Problem scenario
You have Awk 4.1.3 installed. The default field separator in awk is a space. You want to assign it to a different character -- specifically a colon ":". You have a string with a colon assigned to the variable "y". You have tried these things:
echo $y | awk -F ":" '/1/ {print $NF}' # this prints nothing
echo $y | awk '{FS=":"; print $1}' # this prints y
echo $y | awk 'BEGIN { FS=":" } /1/ { print $2}' # this prints nothing
The above commands do not recognize the ":" as the field separator. You think regular letters would have worked as a string, but you find the colon ":" to behave differently. What do you do to get a colon to be recognized as a separator of fields?
Solution
In some ways, this question for those Awk experts reading, is what is the functional difference between awk's "--field-separator" contrasted with Awk's "FS" reserved flag?
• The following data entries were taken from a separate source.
//! Keyboard bindings configuration.

use crate::model::key_action::KeyAction;
use crossterm::event::{KeyCode, KeyEvent, KeyModifiers};
use std::collections::HashMap;

/// Maps keyboard events to domain actions for the results pane.
///
/// Provides default vim-style bindings. Keys typed into the search input
/// never reach this table.
#[derive(Debug, Clone)]
pub struct KeyBindings {
    bindings: HashMap<KeyEvent, KeyAction>,
}

impl KeyBindings {
    /// Look up the action for a key event.
    ///
    /// Event kind and state are ignored. A shifted symbol (`?` arrives as
    /// Shift+`?` on some terminals) falls back to its unshifted binding.
    pub fn get(&self, key: KeyEvent) -> Option<KeyAction> {
        let normalized = KeyEvent::new(key.code, key.modifiers);
        self.bindings.get(&normalized).copied().or_else(|| {
            if key.modifiers.contains(KeyModifiers::SHIFT) {
                let unshifted = KeyEvent::new(key.code, key.modifiers - KeyModifiers::SHIFT);
                self.bindings.get(&unshifted).copied()
            } else {
                None
            }
        })
    }

    fn bind(&mut self, code: KeyCode, modifiers: KeyModifiers, action: KeyAction) {
        self.bindings.insert(KeyEvent::new(code, modifiers), action);
    }
}

impl Default for KeyBindings {
    fn default() -> Self {
        let mut keys = Self {
            bindings: HashMap::new(),
        };

        // Row cursor
        keys.bind(KeyCode::Char('j'), KeyModifiers::NONE, KeyAction::SelectNext);
        keys.bind(KeyCode::Down, KeyModifiers::NONE, KeyAction::SelectNext);
        keys.bind(KeyCode::Char('k'), KeyModifiers::NONE, KeyAction::SelectPrev);
        keys.bind(KeyCode::Up, KeyModifiers::NONE, KeyAction::SelectPrev);
        keys.bind(KeyCode::Char('g'), KeyModifiers::NONE, KeyAction::SelectFirst);
        keys.bind(KeyCode::Home, KeyModifiers::NONE, KeyAction::SelectFirst);
        keys.bind(KeyCode::Char('G'), KeyModifiers::SHIFT, KeyAction::SelectLast);
        keys.bind(KeyCode::Char('G'), KeyModifiers::NONE, KeyAction::SelectLast);
        keys.bind(KeyCode::End, KeyModifiers::NONE, KeyAction::SelectLast);

        // Rows
        keys.bind(KeyCode::Enter, KeyModifiers::NONE, KeyAction::Activate);
        keys.bind(KeyCode::Char(' '), KeyModifiers::NONE, KeyAction::Activate);
        keys.bind(KeyCode::Char('o'), KeyModifiers::NONE, KeyAction::OpenRepository);

        // Focus
        keys.bind(KeyCode::Char('/'), KeyModifiers::NONE, KeyAction::FocusSearch);
        keys.bind(KeyCode::Char('i'), KeyModifiers::NONE, KeyAction::FocusSearch);
        keys.bind(KeyCode::Tab, KeyModifiers::NONE, KeyAction::FocusSearch);

        // Application controls
        keys.bind(KeyCode::Char('r'), KeyModifiers::NONE, KeyAction::Refresh);
        keys.bind(KeyCode::Char('?'), KeyModifiers::NONE, KeyAction::Help);
        keys.bind(KeyCode::Char('q'), KeyModifiers::NONE, KeyAction::Quit);

        keys
    }
}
To find the version of awk use this command: awk -W version
. Be sure you have a new version (e.g., around 4.1.3). To upgrade on a Debian/Ubuntu server, run this: sudo apt-get -y upgrade gawk
For reasons we do not understand, use the unabbreviated "--field-separator" to assign the non-default character to. The behavior is different. We find the [more verbose] "--field-separator" works more reliably and predictably. Here is an example:
echo $y | awk --field-separator=":" '{print $1}'
(We know the awk command is technically a programming language that was an antecedent to Perl. Today awk is thought of chiefly as a Bash command or utility.)